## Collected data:
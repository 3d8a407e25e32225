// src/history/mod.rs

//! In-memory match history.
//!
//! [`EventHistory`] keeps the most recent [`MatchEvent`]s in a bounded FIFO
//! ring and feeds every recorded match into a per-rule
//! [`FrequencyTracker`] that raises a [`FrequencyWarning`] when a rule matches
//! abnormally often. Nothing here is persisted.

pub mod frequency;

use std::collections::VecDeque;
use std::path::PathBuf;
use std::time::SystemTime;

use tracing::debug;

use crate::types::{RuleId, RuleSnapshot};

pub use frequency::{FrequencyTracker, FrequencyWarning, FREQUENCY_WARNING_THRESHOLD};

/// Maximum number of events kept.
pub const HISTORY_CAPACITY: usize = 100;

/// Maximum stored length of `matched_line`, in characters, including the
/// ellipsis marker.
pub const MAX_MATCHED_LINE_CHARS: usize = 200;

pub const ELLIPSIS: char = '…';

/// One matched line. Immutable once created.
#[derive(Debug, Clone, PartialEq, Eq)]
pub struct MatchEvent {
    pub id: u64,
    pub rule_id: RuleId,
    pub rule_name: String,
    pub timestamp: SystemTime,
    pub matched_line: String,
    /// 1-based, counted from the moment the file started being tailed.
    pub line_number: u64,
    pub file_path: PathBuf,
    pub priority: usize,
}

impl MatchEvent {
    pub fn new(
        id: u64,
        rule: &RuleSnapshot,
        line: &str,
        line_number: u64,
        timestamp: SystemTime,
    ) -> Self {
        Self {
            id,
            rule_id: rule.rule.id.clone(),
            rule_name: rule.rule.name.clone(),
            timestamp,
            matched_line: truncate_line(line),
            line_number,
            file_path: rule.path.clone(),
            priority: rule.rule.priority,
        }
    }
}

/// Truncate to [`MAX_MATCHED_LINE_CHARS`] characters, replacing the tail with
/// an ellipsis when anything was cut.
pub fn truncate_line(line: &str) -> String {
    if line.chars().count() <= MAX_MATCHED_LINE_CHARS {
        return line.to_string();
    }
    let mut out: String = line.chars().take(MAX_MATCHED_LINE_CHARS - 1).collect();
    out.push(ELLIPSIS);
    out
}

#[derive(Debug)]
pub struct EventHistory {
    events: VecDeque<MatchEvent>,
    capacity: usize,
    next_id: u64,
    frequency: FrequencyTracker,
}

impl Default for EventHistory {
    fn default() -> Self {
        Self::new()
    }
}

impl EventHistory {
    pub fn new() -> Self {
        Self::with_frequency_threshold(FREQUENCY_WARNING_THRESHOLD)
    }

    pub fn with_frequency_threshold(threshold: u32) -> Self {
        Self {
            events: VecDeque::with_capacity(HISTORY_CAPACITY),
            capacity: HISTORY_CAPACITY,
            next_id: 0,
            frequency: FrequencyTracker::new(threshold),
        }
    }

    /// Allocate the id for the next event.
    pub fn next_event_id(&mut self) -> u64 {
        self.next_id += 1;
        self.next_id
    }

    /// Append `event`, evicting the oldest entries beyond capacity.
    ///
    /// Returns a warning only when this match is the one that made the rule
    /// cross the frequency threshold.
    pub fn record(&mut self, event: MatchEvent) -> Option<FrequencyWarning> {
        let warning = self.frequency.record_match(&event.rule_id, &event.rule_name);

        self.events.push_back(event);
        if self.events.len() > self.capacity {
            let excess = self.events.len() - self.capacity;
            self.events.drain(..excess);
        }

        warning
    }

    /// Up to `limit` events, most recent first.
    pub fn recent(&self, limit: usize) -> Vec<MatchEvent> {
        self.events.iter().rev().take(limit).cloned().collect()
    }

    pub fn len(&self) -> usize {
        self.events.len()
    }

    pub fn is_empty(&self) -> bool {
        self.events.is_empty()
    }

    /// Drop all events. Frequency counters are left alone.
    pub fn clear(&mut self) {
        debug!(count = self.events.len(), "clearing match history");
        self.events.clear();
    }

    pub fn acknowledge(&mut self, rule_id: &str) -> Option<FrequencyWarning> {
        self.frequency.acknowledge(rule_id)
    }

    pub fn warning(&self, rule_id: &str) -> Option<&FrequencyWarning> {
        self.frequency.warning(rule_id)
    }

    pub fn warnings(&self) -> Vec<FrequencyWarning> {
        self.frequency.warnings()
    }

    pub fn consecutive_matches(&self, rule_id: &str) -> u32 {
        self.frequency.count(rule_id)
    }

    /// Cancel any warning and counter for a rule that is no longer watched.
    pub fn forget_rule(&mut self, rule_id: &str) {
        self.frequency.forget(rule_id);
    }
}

## Work instruction:
Each entry must be retyped exactly as it was written above.

## Reply:
repository 3d8a407e25e32225
// src/history/mod.rs

//! In-memory match history.
//!
//! [`EventHistory`] keeps the most recent [`MatchEvent`]s in a bounded FIFO
//! ring and feeds every recorded match into a per-rule
//! [`FrequencyTracker`] that raises a [`FrequencyWarning`] when a rule matches
//! abnormally often. Nothing here is persisted.

pub mod frequency;

use std::collections::VecDeque;
use std::path::PathBuf;
use std::time::SystemTime;

use tracing::debug;

use crate::types::{RuleId, RuleSnapshot};

pub use frequency::{FrequencyTracker, FrequencyWarning, FREQUENCY_WARNING_THRESHOLD};

/// Maximum number of events kept.
pub const HISTORY_CAPACITY: usize = 100;

/// Maximum stored length of `matched_line`, in characters, including the
/// ellipsis marker.
pub const MAX_MATCHED_LINE_CHARS: usize = 200;

pub const ELLIPSIS: char = '…';

/// One matched line. Immutable once created.
#[derive(Debug, Clone, PartialEq, Eq)]
pub struct MatchEvent {
    pub id: u64,
    pub rule_id: RuleId,
    pub rule_name: String,
    pub timestamp: SystemTime,
    pub matched_line: String,
    /// 1-based, counted from the moment the file started being tailed.
    pub line_number: u64,
    pub file_path: PathBuf,
    pub priority: usize,
}

impl MatchEvent {
    pub fn new(
        id: u64,
        rule: &RuleSnapshot,
        line: &str,
        line_number: u64,
        timestamp: SystemTime,
    ) -> Self {
        Self {
            id,
            rule_id: rule.rule.id.clone(),
            rule_name: rule.rule.name.clone(),
            timestamp,
            matched_line: truncate_line(line),
            line_number,
            file_path: rule.path.clone(),
            priority: rule.rule.priority,
        }
    }
}

/// Truncate to [`MAX_MATCHED_LINE_CHARS`] characters, replacing the tail with
/// an ellipsis when anything was cut.
pub fn truncate_line(line: &str) -> String {
    if line.chars().count() <= MAX_MATCHED_LINE_CHARS {
        return line.to_string();
    }
    let mut out: String = line.chars().take(MAX_MATCHED_LINE_CHARS - 1).collect();
    out.push(ELLIPSIS);
    out
}

#[derive(Debug)]
pub struct EventHistory {
    events: VecDeque<MatchEvent>,
    capacity: usize,
    next_id: u64,
    frequency: FrequencyTracker,
}

impl Default for EventHistory {
    fn default() -> Self {
        Self::new()
    }
}

impl EventHistory {
    pub fn new() -> Self {
        Self::with_frequency_threshold(FREQUENCY_WARNING_THRESHOLD)
    }

    pub fn with_frequency_threshold(threshold: u32) -> Self {
        Self {
            events: VecDeque::with_capacity(HISTORY_CAPACITY),
            capacity: HISTORY_CAPACITY,
            next_id: 0,
            frequency: FrequencyTracker::new(threshold),
        }
    }

    /// Allocate the id for the next event.
    pub fn next_event_id(&mut self) -> u64 {
        self.next_id += 1;
        self.next_id
    }

    /// Append `event`, evicting the oldest entries beyond capacity.
    ///
    /// Returns a warning only when this match is the one that made the rule
    /// cross the frequency threshold.
    pub fn record(&mut self, event: MatchEvent) -> Option<FrequencyWarning> {
        let warning = self.frequency.record_match(&event.rule_id, &event.rule_name);

        self.events.push_back(event);
        if self.events.len() > self.capacity {
            let excess = self.events.len() - self.capacity;
            self.events.drain(..excess);
        }

        warning
    }

    /// Up to `limit` events, most recent first.
    pub fn recent(&self, limit: usize) -> Vec<MatchEvent> {
        self.events.iter().rev().take(limit).cloned().collect()
    }

    pub fn len(&self) -> usize {
        self.events.len()
    }

    pub fn is_empty(&self) -> bool {
        self.events.is_empty()
    }

    /// Drop all events. Frequency counters are left alone.
    pub fn clear(&mut self) {
        debug!(count = self.events.len(), "clearing match history");
        self.events.clear();
    }

    pub fn acknowledge(&mut self, rule_id: &str) -> Option<FrequencyWarning> {
        self.frequency.acknowledge(rule_id)
    }

    pub fn warning(&self, rule_id: &str) -> Option<&FrequencyWarning> {
        self.frequency.warning(rule_id)
    }

    pub fn warnings(&self) -> Vec<FrequencyWarning> {
        self.frequency.warnings()
    }

    pub fn consecutive_matches(&self, rule_id: &str) -> u32 {
        self.frequency.count(rule_id)
    }

    /// Cancel any warning and counter for a rule that is no longer watched.
    pub fn forget_rule(&mut self, rule_id: &str) {
        self.frequency.forget(rule_id);
    }
}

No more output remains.